Experience the theatrical brilliance of Pieter-Dirk Uys’s “Sell-By Date”, where humour meets political insight and societal reflection. Witness Uys’s captivating charm and wit firsthand. A must-see for all theatre fans.

– Shaun Zietsman, The Something Guy, 25 August 2023


The theatre lights dim, the audience hushes, and an air of anticipation fills the room. Instead of the traditional curtain rise, Pieter-Dirk Uys makes a grand entrance from the side of the stage, immediately capturing the attention of every individual present. His presence at Pieter Toerien’s Montecasino Theatre, marking his return to Johannesburg from 24 August to 10 September with his new show, “Sell-By Date”, is nothing short of magnetic.
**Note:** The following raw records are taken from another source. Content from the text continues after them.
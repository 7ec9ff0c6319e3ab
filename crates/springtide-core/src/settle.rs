#![forbid(unsafe_code)]

//! Settle detection for sampled spring curves.
//!
//! A run is settled once `|1 − progress|` stays within the threshold for
//! [`SETTLE_QUORUM`] consecutive frames. A single frame outside the threshold
//! resets the count, so a curve that grazes the threshold near a turning
//! point and then swings back out keeps animating.

use crate::solver::DEFAULT_SETTLE_THRESHOLD;

/// Consecutive in-threshold frames required before a run settles.
pub const SETTLE_QUORUM: u32 = 10;

/// Outcome of observing one frame.
#[derive(Debug, Clone, Copy, PartialEq, Eq)]
pub enum SettleVerdict {
    /// Keep sampling; report this frame's progress.
    Running,
    /// Quorum reached; stop sampling and snap to the target.
    Settled,
}

/// Debounced convergence detector.
#[derive(Debug, Clone, PartialEq)]
pub struct SettleDetector {
    threshold: f64,
    quorum: u32,
    consecutive: u32,
}

impl Default for SettleDetector {
    fn default() -> Self {
        Self::new(DEFAULT_SETTLE_THRESHOLD)
    }
}

impl SettleDetector {
    /// Create a detector with the standard quorum.
    ///
    /// # Panics
    ///
    /// Panics if `threshold` is not a positive finite number.
    #[must_use]
    pub fn new(threshold: f64) -> Self {
        assert!(
            threshold.is_finite() && threshold > 0.0,
            "settle threshold must be positive, got {threshold}"
        );
        Self {
            threshold,
            quorum: SETTLE_QUORUM,
            consecutive: 0,
        }
    }

    /// Threshold on `|1 − progress|`.
    #[inline]
    #[must_use]
    pub fn threshold(&self) -> f64 {
        self.threshold
    }

    /// Current run of consecutive in-threshold frames.
    #[inline]
    #[must_use]
    pub fn consecutive(&self) -> u32 {
        self.consecutive
    }

    /// Feed one sampled progress value.
    pub fn observe(&mut self, progress: f64) -> SettleVerdict {
        if (1.0 - progress).abs() <= self.threshold {
            self.consecutive += 1;
        } else {
            self.consecutive = 0;
        }

        if self.consecutive >= self.quorum {
            SettleVerdict::Settled
        } else {
            SettleVerdict::Running
        }
    }

    /// Forget any partial run.
    pub fn reset(&mut self) {
        self.consecutive = 0;
    }
}

#[cfg(test)]
mod tests {
    use super::*;
    use crate::solver::SpringParams;

    #[test]
    fn settles_after_quorum() {
        let mut detector = SettleDetector::default();
        for _ in 0..SETTLE_QUORUM - 1 {
            assert_eq!(detector.observe(1.0), SettleVerdict::Running);
        }
        assert_eq!(detector.observe(1.0), SettleVerdict::Settled);
    }

    #[test]
    fn excursion_after_nine_resets() {
        let mut detector = SettleDetector::default();
        for _ in 0..9 {
            detector.observe(0.995);
        }
        assert_eq!(detector.consecutive(), 9);
        assert_eq!(detector.observe(0.9), SettleVerdict::Running);
        assert_eq!(detector.consecutive(), 0);

        for _ in 0..9 {
            assert_eq!(detector.observe(1.004), SettleVerdict::Running);
        }
        assert_eq!(detector.observe(1.0), SettleVerdict::Settled);
    }

    #[test]
    fn threshold_is_inclusive() {
        let mut detector = SettleDetector::new(0.5);
        detector.observe(0.5);
        assert_eq!(detector.consecutive(), 1);
    }

    #[test]
    fn overshoot_counts_symmetrically() {
        let mut detector = SettleDetector::new(0.01);
        detector.observe(1.009);
        detector.observe(0.991);
        assert_eq!(detector.consecutive(), 2);
        detector.observe(1.02);
        assert_eq!(detector.consecutive(), 0);
    }

    #[test]
    fn reset_clears_run() {
        let mut detector = SettleDetector::default();
        detector.observe(1.0);
        detector.reset();
        assert_eq!(detector.consecutive(), 0);
    }

    #[test]
    #[should_panic(expected = "settle threshold must be positive")]
    fn zero_threshold_panics() {
        let _ = SettleDetector::new(0.0);
    }

    #[test]
    fn default_spring_settles_within_two_seconds_at_60fps() {
        let solver = SpringParams::default().solver();
        let mut detector = SettleDetector::default();
        let settled_at = (1..=120).find(|frame| {
            let t = *frame as f64 / 60.0;
            detector.observe(solver.progress(t)) == SettleVerdict::Settled
        });
        let frame = settled_at.expect("default spring should settle within 120 frames");
        assert!(frame > SETTLE_QUORUM as usize);
    }
}
#![forbid(unsafe_code)]

//! Runtime: host scheduling, frame drivers, and the transition engine.
//!
//! # Role in Springtide
//! `springtide-runtime` connects the pure reconciliation logic in
//! `springtide-core` to a host's frame and timer callbacks. It owns the
//! per-subscription engine state, launches and cancels drivers, and
//! publishes record snapshots to whoever renders them.
//!
//! # Primary responsibilities
//! - **Host**: the scheduling capability trait plus a wall-clock [`FrameLoop`].
//! - **Drivers**: spring and fixed-duration progress streams with
//!   idempotent cancellation.
//! - **TransitionSet**: keyed list transitions with shared or per-direction
//!   drivers and full teardown.
//! - **Single-item wrappers**: [`ToggleTransition`] and [`ValueTransition`].
//! - **Observable**: a version-tracked state container for published output.

pub mod driver;
pub mod engine;
pub mod host;
pub mod observable;
pub mod single;

pub use driver::{DriverHandle, DriverStatus};
pub use engine::{EngineStats, TransitionSet};
pub use host::{DEFAULT_FRAME_INTERVAL, FrameLoop, Host, Task, TaskId, TaskQueue};
pub use observable::{Observable, Subscription};
pub use single::{ToggleState, ToggleTransition, ValueTransition};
Having been an ardent admirer of Uys’s work, it was a dream come true to witness him perform live. The experience was surreal, and Uys’s performance was beyond expectations. From the moment he walked onto the stage, he exuded an energy that was both captivating and infectious.


Uys, now 77, has been a stalwart in live theatre since the late 1960s. His longevity in the industry is a testament to his unparalleled talent and ability to evolve with the times. In “Sell-By Date”, he addresses the inevitable question of retirement, which he often faces due to his age. But in true Uys fashion, he retorts with wit, saying he doesn’t plan to “retire” but rather “retread”.


The show is a brilliant amalgamation of humour, political insight, and societal reflection. Uys’s ability to blend these elements seamlessly is what sets him apart as a master storyteller. The narrative of his recent knee transplant and the challenges he faced during recovery, such as stumbling on stage, added a personal touch to the performance, making it all the more relatable.


One of the highlights of the show was the appearance of beloved character Tannie Evita Bezuidenhout, who, along with a host of other characters, provided a delightful mix of comedy and commentary. It’s no wonder that the late Tata Madiba enjoyed koeksisters with Tannie Evita Bezuidenhout — her charm is truly irresistible.


Beyond the laughter and entertainment, “Sell-By Date” delves deep into the societal context of the pandemic and its impact on people’s lives. Uys also poses a thought-provoking question: Has South Africa’s democracy reached its sell-by date? Through his performance, he encourages the audience to confront their fears and reflect on the political landscape of South Africa.


Uys believes in the power of laughter as a tool to address fear and engage in meaningful discussions about pressing societal issues. This belief resonates throughout the show, making it not just a theatrical performance but a platform for dialogue and reflection.


“Sell-By Date” is a masterclass in storytelling. Uys’s unparalleled ability to weave humour, personal anecdotes, and political commentary into a cohesive narrative is truly commendable. It’s highly recommended to see this show and experience the magic of Pieter-Dirk Uys in person. It’s not just a performance; it’s an experience that will leave you both entertained and enlightened.